The fts3tokenize virtual table can be used on any tokenizer, regardless of whether or not there exists an FTS3 or FTS4 table that actually uses that tokenizer.
This section describes at a high-level the way the FTS module stores its index and content in the database. It is not necessary to read or understand the material in this section in order to use FTS in an application. However, it may be useful to application developers attempting to analyze and understand FTS performance characteristics, or to developers contemplating enhancements to the existing FTS feature set.
For each FTS virtual table in a database, three to five real (non-virtual) tables are created to store the underlying data. These real tables are called "shadow tables". The real tables are named "%_content", "%_segdir", "%_segments", "%_stat", and "%_docsize", where "%" is replaced by the name of the FTS virtual table.
The leftmost column of the "%_content" table is an INTEGER PRIMARY KEY field named "docid". Following this is one column for each column of the FTS virtual table as declared by the user, named by prepending the column name supplied by the user with "cN", where N is the index of the column within the table, numbered from left to right starting with 0. Data types supplied as part of the virtual table declaration are not used as part of the %_content table declaration.

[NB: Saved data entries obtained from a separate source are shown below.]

use std::io;

fn main() {
    let code = pokerschool_cli::run(std::env::args(), &mut io::stdout(), &mut io::stderr());
    std::process::exit(code);
}
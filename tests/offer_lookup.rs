// Copyright (c) Microsoft Corporation. All rights reserved.
// Licensed under the MIT License.

use serde_json::json;
use url::Url;
use wiremock::matchers::{header, header_exists, method, path};
use wiremock::{Mock, MockServer, ResponseTemplate};

use cosmos_min_throughput::throughput::{find_offer_link, read_min_throughput};
use cosmos_min_throughput::{CosmosClient, Error};

const KEY: &str = "dGVzdC1rZXk=";

fn client(server: &MockServer) -> CosmosClient {
    CosmosClient::with_primary_key(Url::parse(&server.uri()).unwrap(), KEY).unwrap()
}

fn offer_json(id: &str, resource_link: &str) -> serde_json::Value {
    json!({
        "id": id,
        "offerResourceId": "rid",
        "offerVersion": "V2",
        "offerType": "Invalid",
        "resource": resource_link,
        "content": { "offerThroughput": 400 },
        "_self": format!("offers/{id}/")
    })
}

async fn mount_resources(server: &MockServer) {
    Mock::given(method("GET"))
        .and(path("/dbs/db1"))
        .respond_with(ResponseTemplate::new(200).set_body_json(json!({
            "id": "db1",
            "_rid": "dbRid",
            "_self": "dbs/dbRid/"
        })))
        .mount(server)
        .await;
    Mock::given(method("GET"))
        .and(path("/dbs/db1/colls/coll1"))
        .respond_with(ResponseTemplate::new(200).set_body_json(json!({
            "id": "coll1",
            "_rid": "collRid",
            "_self": "dbs/dbRid/colls/collRid/"
        })))
        .mount(server)
        .await;
}

#[tokio::test]
async fn prefers_the_collection_offer_over_the_database_offer() {
    let server = MockServer::start().await;
    mount_resources(&server).await;
    // Page 1 only holds the database offer and points at a second page.
    Mock::given(method("GET"))
        .and(path("/offers"))
        .respond_with(
            ResponseTemplate::new(200)
                .set_body_json(json!({ "_count": 1, "Offers": [offer_json("dboffer", "dbs/dbRid/")] }))
                .insert_header("x-ms-continuation", "feed-page-2"),
        )
        .up_to_n_times(1)
        .expect(1)
        .mount(&server)
        .await;
    Mock::given(method("GET"))
        .and(path("/offers"))
        .and(header("x-ms-continuation", "feed-page-2"))
        .respond_with(ResponseTemplate::new(200).set_body_json(
            json!({ "_count": 1, "Offers": [offer_json("colloffer", "dbs/dbRid/colls/collRid/")] }),
        ))
        .expect(1)
        .mount(&server)
        .await;

    let client = client(&server);
    let link = find_offer_link(&client, "db1", "coll1").await.unwrap();

    assert_eq!(link, "offers/colloffer/");
}

#[tokio::test]
async fn falls_back_to_the_database_offer() {
    let server = MockServer::start().await;
    mount_resources(&server).await;
    Mock::given(method("GET"))
        .and(path("/offers"))
        .respond_with(
            ResponseTemplate::new(200)
                .set_body_json(json!({ "_count": 1, "Offers": [offer_json("dboffer", "dbs/dbRid/")] })),
        )
        .expect(1)
        .mount(&server)
        .await;

    let client = client(&server);
    let link = find_offer_link(&client, "db1", "coll1").await.unwrap();

    assert_eq!(link, "offers/dboffer/");
}

#[tokio::test]
async fn fails_when_the_feed_holds_no_matching_offer() {
    let server = MockServer::start().await;
    mount_resources(&server).await;
    Mock::given(method("GET"))
        .and(path("/offers"))
        .respond_with(
            ResponseTemplate::new(200)
                .set_body_json(json!({ "_count": 1, "Offers": [offer_json("stray", "dbs/otherRid/")] })),
        )
        .mount(&server)
        .await;

    let client = client(&server);
    let result = find_offer_link(&client, "db1", "coll1").await;

    assert!(matches!(result, Err(Error::OfferNotFound)));
}

#[tokio::test]
async fn fails_when_the_database_does_not_exist() {
    let server = MockServer::start().await;
    Mock::given(method("GET"))
        .and(path("/dbs/db1"))
        .respond_with(ResponseTemplate::new(404).set_body_string("database missing"))
        .mount(&server)
        .await;

    let client = client(&server);
    let result = find_offer_link(&client, "db1", "coll1").await;

    assert!(matches!(result, Err(Error::NotFound(_))));
}

#[tokio::test]
async fn an_empty_continuation_token_ends_the_feed() {
    let server = MockServer::start().await;
    mount_resources(&server).await;
    // A present-but-empty token also means "no further pages"; exactly one
    // feed request may be issued.
    Mock::given(method("GET"))
        .and(path("/offers"))
        .respond_with(
            ResponseTemplate::new(200)
                .set_body_json(json!({ "_count": 1, "Offers": [offer_json("dboffer", "dbs/dbRid/")] }))
                .insert_header("x-ms-continuation", ""),
        )
        .expect(1)
        .mount(&server)
        .await;

    let client = client(&server);
    let link = find_offer_link(&client, "db1", "coll1").await.unwrap();

    assert_eq!(link, "offers/dboffer/");
}

#[tokio::test]
async fn requests_are_signed_and_versioned() {
    let server = MockServer::start().await;
    Mock::given(method("GET"))
        .and(path("/dbs/db1"))
        .and(header_exists("authorization"))
        .and(header("x-ms-version", "2018-12-31"))
        .and(header("x-ms-consistency-level", "Eventual"))
        .and(header_exists("x-ms-date"))
        .respond_with(ResponseTemplate::new(200).set_body_json(json!({
            "id": "db1",
            "_self": "dbs/dbRid/"
        })))
        .expect(1)
        .mount(&server)
        .await;

    let client = client(&server);
    let database = client
        .read_database("db1")
        .await
        .unwrap()
        .deserialize_body()
        .unwrap();

    assert_eq!(database.id, "db1");
}

#[tokio::test]
async fn reads_the_minimum_throughput_header() {
    let server = MockServer::start().await;
    Mock::given(method("GET"))
        .and(path("/offers/colloffer/"))
        .respond_with(
            ResponseTemplate::new(200)
                .set_body_json(offer_json("colloffer", "dbs/dbRid/colls/collRid/"))
                .insert_header("x-ms-cosmos-min-throughput", "400"),
        )
        .mount(&server)
        .await;

    let client = client(&server);
    let value = read_min_throughput(&client, "offers/colloffer/").await.unwrap();

    assert_eq!(value, 400);
}

#[tokio::test]
async fn fails_when_the_throughput_header_is_missing() {
    let server = MockServer::start().await;
    Mock::given(method("GET"))
        .and(path("/offers/colloffer/"))
        .respond_with(
            ResponseTemplate::new(200)
                .set_body_json(offer_json("colloffer", "dbs/dbRid/colls/collRid/")),
        )
        .mount(&server)
        .await;

    let client = client(&server);
    let result = read_min_throughput(&client, "offers/colloffer/").await;

    assert!(matches!(result, Err(Error::MissingHeader(_))));
}

#[tokio::test]
async fn fails_when_the_throughput_header_is_not_numeric() {
    let server = MockServer::start().await;
    Mock::given(method("GET"))
        .and(path("/offers/colloffer/"))
        .respond_with(
            ResponseTemplate::new(200)
                .set_body_json(offer_json("colloffer", "dbs/dbRid/colls/collRid/"))
                .insert_header("x-ms-cosmos-min-throughput", "lots"),
        )
        .mount(&server)
        .await;

    let client = client(&server);
    let result = read_min_throughput(&client, "offers/colloffer/").await;

    assert!(matches!(result, Err(Error::MalformedHeader { .. })));
}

For example:
-- Virtual table declaration CREATE VIRTUAL TABLE abc USING fts4(a NUMBER, b TEXT, c); -- Corresponding %_content table declaration CREATE TABLE abc_content(docid INTEGER PRIMARY KEY, c0a, c1b, c2c);
The %_content table contains the unadulterated data inserted by the user into the FTS virtual table by the user. If the user does not explicitly supply a "docid" value when inserting records, one is selected automatically by the system.
The %_stat and %_docsize tables are only created if the FTS table uses the FTS4 module, not FTS3. Furthermore, the %_docsize table is omitted if the FTS4 table is created with the "matchinfo=fts3" directive specified as part of the CREATE VIRTUAL TABLE statement. If they are created, the schema of the two tables is as follows:
CREATE TABLE %_stat( id INTEGER PRIMARY KEY, value BLOB ); CREATE TABLE %_docsize( docid INTEGER PRIMARY KEY, size BLOB );
For each row in the FTS table, the %_docsize table contains a corresponding row with the same "docid" value. The "size" field contains a blob consisting of N FTS varints, where N is the number of user-defined columns in the table. Each varint in the "size" blob is the number of tokens in the corresponding column of the associated row in the FTS table. The %_stat table always contains a single row with the "id" column set to 0. The "value" column contains a blob consisting of N+1 FTS varints, where N is again the number of user-defined columns in the FTS table. The first varint in the blob is set to the total number of rows in the FTS table. The second and subsequent varints contain the total number of tokens stored in the corresponding column for all rows of the FTS table.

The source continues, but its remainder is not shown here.